Sunday, January 10, 2010

Will EPA & OMB Ignore & Abuse Blacks With Fly Ash?

While OMB Regulatory Czar* Cass Sunstein, right, is meeting with coal industry representatives and evildently delaying EPA's regulations on coal ash, Blacks are once again left out of the business side and literally dumped on, on the pollution side. In other words, the coal ash from the Kingston, Tennessee spill disaster in Debember 2008 is being shipped to a black community in a different state, while contracts for environmentally friendly reuses seem to end up everywhere except with black contractors. We are confident that EPA Administrator Lisa Perez Jackson, left, is promoting environmental and economic justice in the deliberations with OMB, which is charged with reviewing all proposed regulations.

Congresswoman Eddie Bernice Johnson, right, is chairwoman of the House committee with jurisdiction over the TVA spill/fly ash issue. The House Infrastructure Committee Subcommittee on Water Resources and Environment held the first oversight hearing on the spill on March 31, 2009. Johnson held a second hearing a month later on April 30, 2009. In fact, the entire Congressional Black Caucus should get involved in this issue and monitor the promulgation of this regulation. EPA, OMB & TVA are required to consider environmental injustice under Presidential Executive Order 12898 on Environmental Justice. To date, such consideration has been given short shrift.
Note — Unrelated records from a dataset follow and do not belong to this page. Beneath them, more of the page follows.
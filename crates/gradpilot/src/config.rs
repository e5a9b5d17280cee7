//! Run configuration: everything a train or eval command needs besides data.

use std::fs;
use std::path::Path;

use gradpilot_control::ControllerConfig;
use gradpilot_eval::EvalConfig;
use gradpilot_train::{
    CurriculumConfig, DifficultyLevel, LossWeights, OptimizerConfig, SamplerConfig, TrainError,
    TrainerConfig, TrainingSettings,
};
use gradpilot_vehicles::{VehicleConfig, VehicleKind};
use serde::{Deserialize, Serialize};

use crate::{Error, Result};

/// All configuration of one run, loaded from JSON.
///
/// Every section is optional in the file; missing fields take their
/// defaults.
#[derive(Debug, Clone, Default, PartialEq, Serialize, Deserialize)]
#[serde(default)]
pub struct RunConfig {
    pub vehicle: VehicleConfig,
    pub controller: ControllerConfig,
    pub trainer: TrainerConfig,
    pub optimizer: OptimizerConfig,
    pub curriculum: CurriculumConfig,
    pub sampler: SamplerConfig,
    pub eval: EvalConfig,
    /// Vehicle parameters for evaluation, when they should differ from
    /// training (model mismatch).
    pub eval_vehicle: Option<VehicleConfig>,
    /// Data collection and fitting for training on a learnt model.
    pub residual: ResidualConfig,
}

/// How transitions are observed on the true vehicle and fitted.
#[derive(Debug, Clone, PartialEq, Serialize, Deserialize)]
#[serde(default)]
pub struct ResidualConfig {
    /// Transitions observed around the train split's references.
    pub samples: usize,
    /// State noise around the reference, in units of the vehicle's
    /// perturbation scale.
    pub state_noise: f64,
    /// Control noise around nominal, in half-ranges of the bounds.
    pub control_noise: f64,
    /// Ridge regularization of the least-squares fit.
    pub ridge: f64,
    pub seed: u64,
}

impl Default for ResidualConfig {
    fn default() -> Self {
        Self {
            samples: 2000,
            state_noise: 0.1,
            control_noise: 0.3,
            ridge: 1e-6,
            seed: 0,
        }
    }
}

impl ResidualConfig {
    pub fn validate(&self) -> Result<()> {
        let invalid = |msg: String| Err(Error::Train(TrainError::Configuration(msg)));
        if self.samples == 0 {
            return invalid("residual samples must be positive".into());
        }
        for (name, value) in [
            ("state_noise", self.state_noise),
            ("control_noise", self.control_noise),
            ("ridge", self.ridge),
        ] {
            if !(value >= 0.0 && value.is_finite()) {
                return invalid(format!("residual {name} must be non-negative, got {value}"));
            }
        }
        Ok(())
    }
}

impl RunConfig {
    /// Tuned hyperparameters for each vehicle.
    pub fn preset(kind: VehicleKind) -> Self {
        let base = Self::default();
        match kind {
            VehicleKind::CartPole => {
                let easy = DifficultyLevel {
                    horizon: 50,
                    perturbation: 0.05,
                    aggressiveness: 1.0,
                    window: 1,
                    weights: LossWeights {
                        tracking: 1.0,
                        effort: 1e-3,
                        smoothness: 1e-3,
                        terminal: 0.0,
                    },
                    eval_threshold: None,
                };
                let target = DifficultyLevel {
                    horizon: 150,
                    perturbation: 0.2,
                    window: 3,
                    ..easy.clone()
                };
                Self {
                    controller: ControllerConfig {
                        max_window: 3,
                        ..base.controller
                    },
                    curriculum: CurriculumConfig {
                        advance_loss: 0.02,
                        ..CurriculumConfig::linear(easy, target, 4)
                    },
                    eval: EvalConfig {
                        divergence_threshold: 1.0,
                        ..base.eval
                    },
                    ..base
                }
            }
            VehicleKind::Quadrotor => {
                let easy = DifficultyLevel {
                    horizon: 10,
                    perturbation: 0.02,
                    aggressiveness: 0.3,
                    window: 1,
                    weights: LossWeights {
                        tracking: 1.0,
                        effort: 1e-3,
                        smoothness: 1e-2,
                        terminal: 0.5,
                    },
                    eval_threshold: Some(0.5),
                };
                let target = DifficultyLevel {
                    horizon: 100,
                    perturbation: 0.1,
                    aggressiveness: 1.0,
                    window: 5,
                    eval_threshold: Some(1.0),
                    ..easy.clone()
                };
                Self {
                    curriculum: CurriculumConfig {
                        advance_loss: 0.05,
                        ..CurriculumConfig::linear(easy, target, 6)
                    },
                    sampler: SamplerConfig {
                        self_play: 0.25,
                        ..base.sampler
                    },
                    ..base
                }
            }
            VehicleKind::FixedWing => {
                let easy = DifficultyLevel {
                    horizon: 10,
                    perturbation: 0.01,
                    aggressiveness: 0.5,
                    window: 1,
                    weights: LossWeights {
                        tracking: 1.0,
                        effort: 1e-2,
                        smoothness: 1e-2,
                        terminal: 0.0,
                    },
                    eval_threshold: None,
                };
                let target = DifficultyLevel {
                    horizon: 80,
                    perturbation: 0.05,
                    aggressiveness: 1.0,
                    window: 5,
                    ..easy.clone()
                };
                Self {
                    curriculum: CurriculumConfig {
                        advance_loss: 0.1,
                        ..CurriculumConfig::linear(easy, target, 5)
                    },
                    eval: EvalConfig {
                        divergence_threshold: 2.0,
                        ..base.eval
                    },
                    ..base
                }
            }
        }
    }

    pub fn training_settings(&self) -> TrainingSettings {
        TrainingSettings {
            trainer: self.trainer.clone(),
            optimizer: self.optimizer.clone(),
            curriculum: self.curriculum.clone(),
            sampler: self.sampler.clone(),
        }
    }

    /// Vehicle parameters used for evaluation.
    pub fn evaluation_vehicle(&self) -> &VehicleConfig {
        self.eval_vehicle.as_ref().unwrap_or(&self.vehicle)
    }

    pub fn from_json(text: &str) -> Result<Self> {
        Ok(serde_json::from_str(text)?)
    }

    pub fn load(path: impl AsRef<Path>) -> Result<Self> {
        Self::from_json(&fs::read_to_string(path)?)
    }

    pub fn save(&self, path: impl AsRef<Path>) -> Result<()> {
        let path = path.as_ref();
        if let Some(dir) = path.parent().filter(|d| !d.as_os_str().is_empty()) {
            fs::create_dir_all(dir)?;
        }
        fs::write(path, serde_json::to_string_pretty(self)?)?;
        Ok(())
    }
}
Fly ash from coal-fired power plants will have to be ruled a hazardous waste. AAEA believes there should be exemptions for positive reuse of fly ash, such as producing cement and concrete. AAEA promoted keeping the fly ash on site and constructing a cement/concrete production facility there to process the contaminated ash. Moreover, minority contractors should be included in reuse production. The Tennessee Valley Authority (TVA) is spending $1 billion on cleanup/export and a fair share of the clean up should go to minority vendors. After all, the toxic ash is being transported from Tennessee to a black community in Alabama. AAEA opposed the waste being shipped to that landfill, but since it is already happening, the blacks in that area should be properly compensated, or even relocated. It is simply unconscionable that blacks will get none of the business but most of the pollution. This is the height of environmental injustice. (WSJ, 1/9/10)

* Directs the Office of Information and Regulatory Affairs within the White House Office of Management and Budget.